Task item » Please copy every line below that contains the string "CloseAccount".

(Recorded data)

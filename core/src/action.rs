//! Player actions and their results.
//!
//! `GameAction` is a closed sum type: one variant per action kind with a
//! strongly-typed payload, dispatched by exhaustive match in the
//! processor. Adding an action kind is a compile-time-checked change.

use crate::event::{BudgetAllocation, GameEvent};
use crate::game::AccountKind;
use crate::types::{Cents, EntityId};
use chrono::NaiveDate;
use serde::{Deserialize, Serialize};

#[derive(Debug, Clone, Serialize, Deserialize)]
#[serde(tag = "action", rename_all = "snake_case")]
pub enum GameAction {
    AdvanceDay,
    DecideCard {
        card_id: EntityId,
        option_id: String,
    },
    Transfer {
        from_account: EntityId,
        to_account: EntityId,
        amount: Cents,
    },
    SetBudget {
        allocations: Vec<BudgetAllocation>,
    },
    OpenAccount {
        kind: AccountKind,
        /// Required for loan-like kinds; ignored otherwise.
        principal: Option<Cents>,
        term_months: Option<u32>,
    },
    CloseAccount {
        account_id: EntityId,
    },
    Invest {
        amount: Cents,
    },
    SellInvestment {
        amount: Cents,
    },
    BuyInsurance {
        insurance_type: String,
    },
    FileClaim {
        insurance_type: String,
        claim_amount: Cents,
    },
}

impl GameAction {
    /// Stable action-type tag used for badge evaluation and logging.
    pub fn type_name(&self) -> &'static str {
        match self {
            Self::AdvanceDay => "advance_day",
            Self::DecideCard { .. } => "decide_card",
            Self::Transfer { .. } => "transfer",
            Self::SetBudget { .. } => "set_budget",
            Self::OpenAccount { .. } => "open_account",
            Self::CloseAccount { .. } => "close_account",
            Self::Invest { .. } => "invest",
            Self::SellInvestment { .. } => "sell_investment",
            Self::BuyInsurance { .. } => "buy_insurance",
            Self::FileClaim { .. } => "file_claim",
        }
    }
}

/// Rewards granted by one action, in grant order.
#[derive(Debug, Clone, Serialize, Deserialize, PartialEq, Eq)]
#[serde(tag = "kind", rename_all = "snake_case")]
pub enum RewardGrant {
    Xp { amount: i64, reason: String },
    Coins { amount: i64, reason: String },
    LevelUp { level: u32, xp_bonus: i64, coin_bonus: i64 },
    Badge { badge_id: String },
}

/// Partial game view returned to the edge layer after each action.
#[derive(Debug, Clone, Serialize, Deserialize)]
pub struct GameStateView {
    pub game_id: String,
    pub date: NaiveDate,
    pub level: u32,
    pub xp: i64,
    pub coins: i64,
    pub happiness: i64,
    pub net_worth: Cents,
    pub chi: i64,
    pub budget_score: i64,
    pub streak_current: i64,
    pub streak_longest: i64,
    pub bankruptcy_stage: String,
    pub pending_cards: usize,
    pub version: i64,
}

#[derive(Debug, Clone, Serialize, Deserialize)]
pub struct ActionError {
    pub code: String,
    pub message: String,
}

/// What the processor hands back for every action, success or not.
/// On failure nothing was committed: `state` reflects the untouched game
/// when it could still be read, and `errors` carries the structured code.
#[derive(Debug, Clone, Serialize, Deserialize)]
pub struct GameActionResult {
    pub success: bool,
    pub state: Option<GameStateView>,
    pub events: Vec<GameEvent>,
    pub rewards: Vec<RewardGrant>,
    pub errors: Vec<ActionError>,
}

impl GameActionResult {
    pub fn failure(code: &str, message: String) -> Self {
        Self {
            success: false,
            state: None,
            events: Vec::new(),
            rewards: Vec::new(),
            errors: vec![ActionError { code: code.to_string(), message }],
        }
    }
}
use thiserror::Error;

/// Every failure an action can surface to the edge layer.
///
/// Precondition variants carry a stable code string (see [`GameError::code`])
/// and are raised before any mutation, so a rollback always leaves the game
/// untouched. Infrastructure failures map to `INTERNAL_ERROR`.
#[derive(Error, Debug)]
pub enum GameError {
    #[error("Validation error: {0}")]
    Validation(String),

    #[error("Game '{0}' not found")]
    GameNotFound(String),

    #[error("{count} pending card(s) must be resolved before the day can advance")]
    PendingCards { count: usize },

    #[error("Card '{0}' not found or already resolved")]
    CardNotFound(String),

    #[error("Option '{option_id}' is not valid for card '{card_id}'")]
    InvalidOption { card_id: String, option_id: String },

    #[error("Insufficient funds: need {needed} cents, have {available}")]
    InsufficientFunds { needed: i64, available: i64 },

    #[error("Account '{0}' not found")]
    AccountNotFound(String),

    #[error("Account '{0}' carries an outstanding balance and cannot be closed")]
    OutstandingBalance(String),

    #[error("An active '{0}' policy already exists")]
    AlreadyInsured(String),

    #[error("No active '{0}' policy to claim against")]
    NoPolicy(String),

    #[error("Game has no liquid account for postings")]
    NoChecking,

    #[error("Version conflict on game '{game_id}': expected {expected}")]
    VersionConflict { game_id: String, expected: i64 },

    #[error("Database error: {0}")]
    Database(#[from] rusqlite::Error),

    #[error("Serialization error: {0}")]
    Serialization(#[from] serde_json::Error),

    #[error(transparent)]
    Other(#[from] anyhow::Error),
}

impl GameError {
    /// Stable error code for the edge layer. Never reworded once shipped.
    pub fn code(&self) -> &'static str {
        match self {
            Self::Validation(_)            => "VALIDATION_ERROR",
            Self::GameNotFound(_)          => "GAME_NOT_FOUND",
            Self::PendingCards { .. }      => "PENDING_CARDS",
            Self::CardNotFound(_)          => "CARD_NOT_FOUND",
            Self::InvalidOption { .. }     => "INVALID_OPTION",
            Self::InsufficientFunds { .. } => "INSUFFICIENT_FUNDS",
            Self::AccountNotFound(_)       => "ACCOUNT_NOT_FOUND",
            Self::OutstandingBalance(_)    => "OUTSTANDING_BALANCE",
            Self::AlreadyInsured(_)        => "ALREADY_INSURED",
            Self::NoPolicy(_)              => "NO_POLICY",
            Self::NoChecking               => "NO_CHECKING",
            // Not a player-facing precondition; retryable (see below).
            Self::VersionConflict { .. }   => "INTERNAL_ERROR",
            Self::Database(_) | Self::Serialization(_) | Self::Other(_) => "INTERNAL_ERROR",
        }
    }

    /// Version conflicts are safe to retry verbatim; everything else is not.
    pub fn is_retryable(&self) -> bool {
        matches!(self, Self::VersionConflict { .. })
    }
}

pub type GameResult<T> = Result<T, GameError>;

(End Recorded data)

Exercise result »
    CloseAccount {
            Self::CloseAccount { .. } => "close_account",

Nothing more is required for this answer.